This function should guarantee to either modify the std::vector<Particle> in place or return a transformed std::vector<Particle>. My personal preference is the latter, however depending on which version of C++ you are using, that can be inhibitive to good performance. In essence, all that this function is doing is transforming a list of particle states. It can (and should) use other helper functions to do its work, and these functions would very likely get reused in other parts of a larger particle framework. All functions should be stateless other than the particle set passed in.

The value add from this multi-fold:

1. It is more obvious how to use this interface correctly. See the principle of least surprise. Wiki article.
2. It is much, much easier to test a set of stateless functions than it is to test a big, entangled class.
3. This will allow much higher reuse of basic operations as this code base expands.

Other Suggestions

Names

I would suggest better names for the Particle struct members. If they are used correctly in a larger program they will likely become ubiquitous as the base data types. There is nothing wrong with typing out mass, position, velocity and force.

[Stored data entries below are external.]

//! # Configuration Management Module
//!
//! Type-safe configuration for the chattyd core, loaded from TOML with sensible
//! defaults for every section.
//!
//! ## Configuration Structure
//!
//! - [`ServerConfig`] - Instance name and stats logging cadence
//! - [`DispatcherConfig`] - Event log retention and long-poll timing
//! - [`SearchConfig`] - Search index working-set bounds
//! - [`StorageConfig`] - Optional JSON post dump used to seed the post store
//! - [`LoggingConfig`] - Log level and optional log file
//!
//! ## Usage
//!
//! ```rust,no_run
//! use chattyd::config::Config;
//!
//! #[tokio::main]
//! async fn main() -> anyhow::Result<()> {
//!     let config = Config::load("chattyd.toml").await?;
//!     config.validate()?;
//!     println!("Search window: {} posts", config.search.max_posts);
//!     Ok(())
//! }
//! ```
//!
//! ## Configuration File Format
//!
//! ```toml
//! [dispatcher]
//! max_events = 11000
//! prune_events = 10000
//! wait_timeout_ms = 20000
//! sweep_interval_ms = 2500
//!
//! [search]
//! max_posts = 51000
//! prune_posts = 50000
//! ```
//!
//! Every section is optional. Both retention pairs must satisfy `prune < max`;
//! [`Config::validate`] rejects anything else before the components are built.

use anyhow::{anyhow, Result};
use serde::{Deserialize, Serialize};
use std::time::Duration;
use tokio::fs;

#[derive(Debug, Clone, Serialize, Deserialize)]
#[serde(default)]
pub struct ServerConfig {
    pub name: String,
    /// Interval (ms) for periodic dispatcher stats logging (0 disables).
    pub stats_interval_ms: u64,
}

impl Default for ServerConfig {
    fn default() -> Self {
        Self {
            name: "chattyd".to_string(),
            stats_interval_ms: 60_000,
        }
    }
}

/// Event log retention and long-poll timing.
#[derive(Debug, Clone, Serialize, Deserialize)]
#[serde(default)]
pub struct DispatcherConfig {
    /// Once the log holds more than this many events it is pruned.
    pub max_events: usize,
    /// Number of newest events kept after a prune.
    pub prune_events: usize,
    /// How long a long-poll waiter is held before it gets an empty answer.
    pub wait_timeout_ms: u64,
    /// How often expired waiters are swept.
    pub sweep_interval_ms: u64,
}

impl Default for DispatcherConfig {
    fn default() -> Self {
        Self {
            max_events: 11_000,
            prune_events: 10_000,
            wait_timeout_ms: 20_000,
            sweep_interval_ms: 2_500,
        }
    }
}

impl DispatcherConfig {
    pub fn wait_timeout(&self) -> Duration {
        Duration::from_millis(self.wait_timeout_ms)
    }

    pub fn sweep_interval(&self) -> Duration {
        Duration::from_millis(self.sweep_interval_ms.max(1))
    }

    pub fn validate(&self) -> Result<(), String> {
        if self.prune_events == 0 {
            return Err("dispatcher.prune_events must be greater than zero".to_string());
        }
        if self.prune_events >= self.max_events {
            return Err(format!(
                "dispatcher.prune_events ({}) must be less than dispatcher.max_events ({})",
                self.prune_events, self.max_events
            ));
        }
        Ok(())
    }
}

/// Search index working-set bounds.
#[derive(Debug, Clone, Serialize, Deserialize)]
#[serde(default)]
pub struct SearchConfig {
    /// When the index holds this many posts, the oldest are evicted.
    pub max_posts: usize,
    /// Number of newest posts that survive an eviction.
    pub prune_posts: usize,
}

impl Default for SearchConfig {
    fn default() -> Self {
        Self {
            max_posts: 51_000,
            prune_posts: 50_000,
        }
    }
}

impl SearchConfig {
    pub fn validate(&self) -> Result<(), String> {
        if self.prune_posts == 0 {
            return Err("search.prune_posts must be greater than zero".to_string());
        }
        if self.prune_posts >= self.max_posts {
            return Err(format!(
                "search.prune_posts ({}) must be less than search.max_posts ({})",
                self.prune_posts, self.max_posts
            ));
        }
        Ok(())
    }
}

#[derive(Debug, Clone, Serialize, Deserialize, Default)]
#[serde(default)]
pub struct StorageConfig {
    /// JSON array of posts loaded into the in-memory post store at startup.
    #[serde(skip_serializing_if = "Option::is_none")]
    pub posts_file: Option<String>,
}

#[derive(Debug, Clone, Serialize, Deserialize)]
#[serde(default)]
pub struct LoggingConfig {
    pub level: String,
    #[serde(skip_serializing_if = "Option::is_none")]
    pub file: Option<String>,
}

impl Default for LoggingConfig {
    fn default() -> Self {
        Self {
            level: "info".to_string(),
            file: None,
        }
    }
}

impl LoggingConfig {
    /// Parsed level; unknown names fall back to `info`.
    pub fn level_filter(&self) -> log::LevelFilter {
        self.level.parse().unwrap_or(log::LevelFilter::Info)
    }
}

#[derive(Debug, Clone, Serialize, Deserialize, Default)]
#[serde(default)]
pub struct Config {
    pub server: ServerConfig,
    pub dispatcher: DispatcherConfig,
    pub search: SearchConfig,
    pub storage: StorageConfig,
    pub logging: LoggingConfig,
}

impl Config {
    /// Load configuration from a file
    pub async fn load(path: &str) -> Result<Self> {
        let content = fs::read_to_string(path)
            .await
            .map_err(|e| anyhow!("Failed to read config file {}: {}", path, e))?;

        Self::from_toml(&content).map_err(|e| anyhow!("Failed to parse config file {}: {}", path, e))
    }

    pub fn from_toml(content: &str) -> Result<Self> {
        let config: Config = toml::from_str(content)?;
        Ok(config)
    }

    /// Create a default configuration file
    pub async fn create_default(path: &str) -> Result<()> {
        let config = Config::default();
        let content = toml::to_string_pretty(&config)
            .map_err(|e| anyhow!("Failed to serialize default config: {}", e))?;

        fs::write(path, content)
            .await
            .map_err(|e| anyhow!("Failed to write config file {}: {}", path, e))?;

        Ok(())
    }

    /// Reject retention settings the components would refuse at construction.
    pub fn validate(&self) -> Result<()> {
        self.dispatcher.validate().map_err(|e| anyhow!(e))?;
        self.search.validate().map_err(|e| anyhow!(e))?;
        Ok(())
    }
}
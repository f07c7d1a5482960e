//! Log helpers for user-supplied text (post bodies, authors, search terms).
//! Keeps every log record on a single line and bounded in size.

const MAX_PREVIEW: usize = 120;

/// Escape a string for single-line logging and cap it at [`MAX_PREVIEW`] chars.
/// Control characters become `\n`, `\r`, `\t` or `\xNN`; the cut is marked with `…`.
pub fn preview(s: &str) -> String {
    preview_with_limit(s, MAX_PREVIEW)
}

pub fn preview_with_limit(s: &str, limit: usize) -> String {
    let mut out = String::with_capacity(s.len().min(limit) + 8);
    for (count, ch) in s.chars().enumerate() {
        if count >= limit {
            out.push('…');
            break;
        }
        match ch {
            '\\' => out.push_str("\\\\"),
            '\n' => out.push_str("\\n"),
            '\r' => out.push_str("\\r"),
            '\t' => out.push_str("\\t"),
            c if c.is_control() => {
                use std::fmt::Write;
                let _ = write!(&mut out, "\\x{:02X}", c as u32);
            }
            c => out.push(c),
        }
    }
    out
}

#[cfg(test)]
mod tests {
    use super::*;

    #[test]
    fn keeps_bodies_on_one_line() {
        assert_eq!(preview("hello\nworld\t!"), "hello\\nworld\\t!");
    }

    #[test]
    fn truncates_long_bodies() {
        let long = "a".repeat(500);
        let out = preview_with_limit(&long, 10);
        assert_eq!(out, format!("{}…", "a".repeat(10)));
    }
}
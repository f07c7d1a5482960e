//! Inverted indexes over the working set of posts.

use std::collections::{HashMap, HashSet};

use super::markup::strip_tags;
use super::stemmer::distinct_stems;
use crate::errors::{ChattyError, Result};
use crate::event::{ModerationFlag, Post};

/// Denormalized copy of a post, owned by the index.
#[derive(Debug, Clone, PartialEq)]
pub struct IndexedPost {
    pub post: Post,
    /// Lowercasing happens at key time; this keeps the original spelling.
    pub parent_author: String,
}

/// One complete generation of the index. A rebuild produces a fresh snapshot
/// and swaps it in whole.
///
/// Invariant: a post id is in `by_stem[s]` iff `s` is a stem of that post's
/// stripped body, and likewise for the author, parent-author and category maps.
#[derive(Debug, Default)]
pub struct IndexSnapshot {
    posts: HashMap<u64, IndexedPost>,
    by_stem: HashMap<String, HashSet<u64>>,
    by_author: HashMap<String, HashSet<u64>>,
    by_parent_author: HashMap<String, HashSet<u64>>,
    by_category: HashMap<ModerationFlag, HashSet<u64>>,
    // Returned for any key that was never indexed.
    empty: HashSet<u64>,
}

fn body_stems(body: &str) -> Vec<String> {
    distinct_stems(&strip_tags(body))
}

fn remove_from(map: &mut HashMap<String, HashSet<u64>>, key: &str, id: u64) {
    if let Some(set) = map.get_mut(key) {
        set.remove(&id);
        if set.is_empty() {
            map.remove(key);
        }
    }
}

fn remove_category(
    map: &mut HashMap<ModerationFlag, HashSet<u64>>,
    category: ModerationFlag,
    id: u64,
) {
    if let Some(set) = map.get_mut(&category) {
        set.remove(&id);
        if set.is_empty() {
            map.remove(&category);
        }
    }
}

impl IndexSnapshot {
    pub fn new() -> Self {
        Self::default()
    }

    /// Index a post under every distinct body stem, its author, its parent's
    /// author (empty for roots) and its category. Re-inserting an id replaces
    /// the earlier entry.
    pub fn insert(&mut self, post: Post, parent_author: String) -> Result<()> {
        if post.id == 0 {
            return Err(ChattyError::InvalidPost("post id 0".to_string()));
        }
        if self.posts.contains_key(&post.id) {
            self.remove(post.id);
        }
        let id = post.id;

        for stem in body_stems(&post.body) {
            self.by_stem.entry(stem).or_default().insert(id);
        }
        self.by_author
            .entry(post.author.to_lowercase())
            .or_default()
            .insert(id);
        self.by_parent_author
            .entry(parent_author.to_lowercase())
            .or_default()
            .insert(id);
        self.by_category.entry(post.category).or_default().insert(id);

        self.posts.insert(id, IndexedPost { post, parent_author });
        Ok(())
    }

    /// Drop a post and all of its index entries.
    pub fn remove(&mut self, post_id: u64) -> Option<IndexedPost> {
        let entry = self.posts.remove(&post_id)?;
        for stem in body_stems(&entry.post.body) {
            remove_from(&mut self.by_stem, &stem, post_id);
        }
        remove_from(&mut self.by_author, &entry.post.author.to_lowercase(), post_id);
        remove_from(
            &mut self.by_parent_author,
            &entry.parent_author.to_lowercase(),
            post_id,
        );
        remove_category(&mut self.by_category, entry.post.category, post_id);
        Some(entry)
    }

    /// Move an indexed post between category sets. Returns false if the post is
    /// not in this snapshot.
    pub fn set_category(&mut self, post_id: u64, category: ModerationFlag) -> bool {
        let Some(entry) = self.posts.get_mut(&post_id) else {
            return false;
        };
        let old = entry.post.category;
        entry.post.category = category;
        remove_category(&mut self.by_category, old, post_id);
        self.by_category.entry(category).or_default().insert(post_id);
        true
    }

    pub fn get(&self, post_id: u64) -> Option<&IndexedPost> {
        self.posts.get(&post_id)
    }

    pub fn ids_for_stem(&self, stem: &str) -> &HashSet<u64> {
        self.by_stem.get(stem).unwrap_or(&self.empty)
    }

    pub fn ids_for_author(&self, author: &str) -> &HashSet<u64> {
        self.by_author
            .get(&author.to_lowercase())
            .unwrap_or(&self.empty)
    }

    pub fn ids_for_parent_author(&self, parent_author: &str) -> &HashSet<u64> {
        self.by_parent_author
            .get(&parent_author.to_lowercase())
            .unwrap_or(&self.empty)
    }

    pub fn ids_for_category(&self, category: ModerationFlag) -> &HashSet<u64> {
        self.by_category.get(&category).unwrap_or(&self.empty)
    }

    /// An always-empty candidate set.
    pub fn no_ids(&self) -> &HashSet<u64> {
        &self.empty
    }

    /// Up to `count` indexed ids, newest (highest) first.
    pub fn newest_ids(&self, count: usize) -> Vec<u64> {
        let mut ids: Vec<u64> = self.posts.keys().copied().collect();
        ids.sort_unstable_by(|a, b| b.cmp(a));
        ids.truncate(count);
        ids
    }

    pub fn len(&self) -> usize {
        self.posts.len()
    }

    pub fn is_empty(&self) -> bool {
        self.posts.is_empty()
    }
}
impl SearchIndex {
    pub fn new(config: SearchConfig) -> Result<Self> {
        config.validate().map_err(ChattyError::Config)?;
        Ok(Self {
            config,
            snapshot: RwLock::new(IndexSnapshot::new()),
            ingest: Mutex::new(()),
        })
    }

    fn read(&self) -> RwLockReadGuard<'_, IndexSnapshot> {
        self.snapshot.read().unwrap_or_else(PoisonError::into_inner)
    }

    fn write(&self) -> RwLockWriteGuard<'_, IndexSnapshot> {
        self.snapshot.write().unwrap_or_else(PoisonError::into_inner)
    }

    /// Seed the index with the newest `max_posts` posts from the store.
    /// Run this before the dispatcher starts delivering live events.
    pub fn start(&self, store: &dyn PostStore) -> Result<usize> {
        info!("search index: loading initial posts...");
        let newest = store.newest_post_id()?;
        if newest == 0 {
            info!("search index: ready (no posts)");
            return Ok(0);
        }

        // Read newest-first, then replay oldest-first.
        let posts = store.post_range(newest, self.config.max_posts, true)?;
        let authors: HashMap<u64, &str> = posts
            .iter()
            .map(|p| (p.id, p.author.as_str()))
            .collect();

        let _guard = self.ingest.lock().unwrap_or_else(PoisonError::into_inner);
        for post in posts.iter().rev() {
            let parent_author = authors
                .get(&post.parent_id)
                .map(|a| a.to_string())
                .unwrap_or_default();
            self.ingest_post(post.clone(), parent_author);
        }
        let indexed = self.len();
        info!("search index: ready ({} posts indexed)", indexed);
        Ok(indexed)
    }

    /// Apply one dispatcher event. Never fails the caller; bad posts are logged
    /// and skipped.
    pub fn on_new_event(&self, event: &Event) {
        let _guard = self.ingest.lock().unwrap_or_else(PoisonError::into_inner);
        match &event.data {
            EventData::NewPost {
                post_id,
                post,
                parent_author,
            } => {
                if *post_id != post.id {
                    warn!(
                        "search index: event #{} names post {} but carries post {}",
                        event.event_id, post_id, post.id
                    );
                }
                self.ingest_post(post.clone(), parent_author.clone());
            }
            EventData::CategoryChange { post_id, category } => {
                if !self.write().set_category(*post_id, *category) {
                    trace!(
                        "search index: category change for unindexed post {} ignored",
                        post_id
                    );
                }
            }
            EventData::ServerMessage { .. } => {}
        }
    }

    // Caller holds `ingest`.
    fn ingest_post(&self, post: Post, parent_author: String) {
        let post_id = post.id;
        let body = preview(&post.body);
        let count = {
            let mut snapshot = self.write();
            if let Err(e) = snapshot.insert(post, parent_author) {
                metrics::inc_posts_skipped();
                warn!("search index: skipping post {}: {} ({})", post_id, e, body);
                return;
            }
            snapshot.len()
        };
        if count >= self.config.max_posts {
            self.reindex();
        }
    }

    // Caller holds `ingest`, so the snapshot cannot change under us between the
    // read and the swap.
    fn reindex(&self) {
        info!("search index: starting reindex...");
        let started = Instant::now();
        let fresh = {
            let current = self.read();
            let survivors = current.newest_ids(self.config.prune_posts);
            let kept: HashSet<u64> = survivors.iter().copied().collect();
            let mut fresh = IndexSnapshot::new();
            for id in survivors.iter().rev() {
                let Some(entry) = current.get(*id) else { continue };
                // Parents outside the surviving window are unknown.
                let parent_author = if kept.contains(&entry.post.parent_id) {
                    current
                        .get(entry.post.parent_id)
                        .map(|p| p.post.author.clone())
                        .unwrap_or_default()
                } else {
                    String::new()
                };
                if let Err(e) = fresh.insert(entry.post.clone(), parent_author) {
                    metrics::inc_posts_skipped();
                    warn!("search index: reindex skipped post {}: {}", id, e);
                }
            }
            fresh
        };
        let kept = fresh.len();
        *self.write() = fresh;
        metrics::inc_reindexes();
        info!(
            "search index: reindex finished ({} posts kept in {:?})",
            kept,
            started.elapsed()
        );
    }

    /// Run a query. See the module docs for the evaluation order.
    pub fn search(&self, query: &SearchQuery) -> Vec<Post> {
        metrics::inc_searches();
        let snapshot = self.read();

        let mut candidates: Vec<&HashSet<u64>> = Vec::new();
        if let Some(terms) = &query.terms {
            let stems = stemmer::distinct_stems(terms);
            if stems.is_empty() {
                candidates.push(snapshot.no_ids());
            }
            for stem in &stems {
                candidates.push(snapshot.ids_for_stem(stem));
            }
        }
        if let Some(author) = &query.author {
            candidates.push(snapshot.ids_for_author(author));
        }
        if let Some(parent_author) = &query.parent_author {
            candidates.push(snapshot.ids_for_parent_author(parent_author));
        }
        if let Some(category) = query.category {
            candidates.push(snapshot.ids_for_category(category));
        }
        if candidates.is_empty() {
            return Vec::new();
        }

        candidates.sort_by_key(|set| set.len());
        let (smallest, rest) = candidates.split_at(1);
        let mut ids: Vec<u64> = smallest[0]
            .iter()
            .copied()
            .filter(|id| rest.iter().all(|set| set.contains(id)))
            .collect();

        if query.oldest_first {
            ids.sort_unstable();
        } else {
            ids.sort_unstable_by(|a, b| b.cmp(a));
        }

        let results: Vec<Post> = ids
            .into_iter()
            .filter_map(|id| snapshot.get(id))
            .filter(|entry| entry.post.category != ModerationFlag::Nuked)
            .skip(query.offset)
            .take(query.limit)
            .map(|entry| entry.post.clone())
            .collect();
        debug!(
            "search: terms={:?} author={:?} parent_author={:?} category={:?} -> {} results",
            query.terms.as_deref().map(preview),
            query.author,
            query.parent_author,
            query.category,
            results.len()
        );
        results
    }

    /// Number of posts currently indexed.
    pub fn len(&self) -> usize {
        self.read().len()
    }

    pub fn is_empty(&self) -> bool {
        self.read().is_empty()
    }

    pub fn config(&self) -> &SearchConfig {
        &self.config
    }
}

While it's true that people will probably know what you mean when you talk about position as x, they will definitely know what you mean when you type position.

Strong Types

I would use strong types for the particle members. Jonathan Bocarra has some excellent blog articles on it on cppfluent (e.g. CppFluent Strong types). They can be treated the same as doubles, with the advantage of making it much more difficult to switch arguments around in function calls, and making the code more expressive.

Get Rid Of The Globals

Globals are a bad thing, and should be avoided. Regardless of whether the object-oriented approach is gotten rid of, these should be incorporated into a settings struct of some kind.

Use the STL more than you are

A lot of your summing for loops can use std::accumulate(); you should be using std::vectors rather than raw c-style arrays. You should be using range-based for loops where you can't use std::vector or an STL algorithm.

Answer 3

In addition to the other answers:

• Use unsigned integer type for DIM, Nbody.step, and Nbody.n since none of this can be negative;
• Use constexpr^{since C++11} instead just const for both DIM and EPS;
• Get rid of the unused argc and argv arguments in main;
• Consider more usage of const. For example f in Nbody::force() can be const, and a in Nbody::update_position can be const and so on.

Answer 4

Your code is written in a hybrid C/C++ style. For instance your destructor has a delete (I can't find where the corresponding new is) and that is basically never needed. Use a std::vector to store array-like data.

Also you do a lot of parameter passing like void Nbody::update_position(Particle *p). Use references instead, and use const Particle &p if the particle is only read.

Otherwise it looks like an n-body code to me. It's quadratic rather than something more sophisticated/efficient, but that's probably ok.

Oh, I've found the new: you have Particle *p = new Particle[n]; in the class definition, but n is uninitialized. That is probably undefined behavior, definitely extremely dangerous, and most likely completely wrong.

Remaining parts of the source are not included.